Medically and socially speaking, insanity is about brain chemical imbalances, misfiring synapses, missing chromosones or a history of being so broken by circumstance that the consequences are manifested behaviourally. Note I say consequences, which term implies not only a direct link between what the offender suffered and what they went on to do, but because the one must preceed the other. Emotionally, we might expect victims of abuse to be preternaturally compassionate: having undergone horror, they should strive not to inflict the same on others. But past a certain point, this doesn’t work: injury gives way to damage, and the psyche is altered – perhaps irreversibly. 
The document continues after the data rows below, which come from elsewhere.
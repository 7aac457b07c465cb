//! Two-case sum type shared by path navigation and the content cache

/// A value that is one of two alternatives
#[derive(Debug, Clone, Copy, PartialEq, Eq)]
pub enum Either<L, R> {
    Left(L),
    Right(R),
}

impl<L, R> Either<L, R> {
    /// Collapse both cases into a single type
    pub fn either<T>(self, f: impl FnOnce(L) -> T, g: impl FnOnce(R) -> T) -> T {
        match self {
            Self::Left(l) => f(l),
            Self::Right(r) => g(r),
        }
    }
}

impl<T> Either<T, T> {
    /// Unwrap when both sides carry the same type
    pub fn into_inner(self) -> T {
        match self {
            Self::Left(v) | Self::Right(v) => v,
        }
    }
}

#[cfg(test)]
mod tests {
    use super::*;

    #[test]
    fn collapse() {
        let value: Either<i32, fn() -> i32> = Either::Right(|| 7);
        assert_eq!(value.either(|v| v, |f| f()), 7);
        assert_eq!(Either::<u8, u8>::Left(3).into_inner(), 3);
        assert_eq!(Either::<u8, u8>::Right(4).into_inner(), 4);
    }
}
Which leads us back to insanity pleas. If you are depressed, like Donna Hatchett, this is not the same as being insane. Depression alters our behaviour and emotional priorities; it should not alter our ability to discern right and wrong – at least as regards others. For this reason, there is an awful, crucial difference between those who murder to escape their circumstances, and those who suicide: the former believe that removing someone else will solve their problems, while the latter can think only of removing themselves. Society is capable of leniency towards those who take life out of genuine desperate necessity: had Elizabeth Fritzl killed her father in order to escape, it would be a heartless jury who laid blame. But in the case of Donna Hatchett, we offer no such consideration, because we can objectively discern that less bloody options were manifold.

And Fritzl? He’s no more insane than Stalin, which is to say: cunning, brutal, authoritarian, cruel and merciless. Sadly, these are all human traits. No broken brain is required for them to be present – not even in confluence.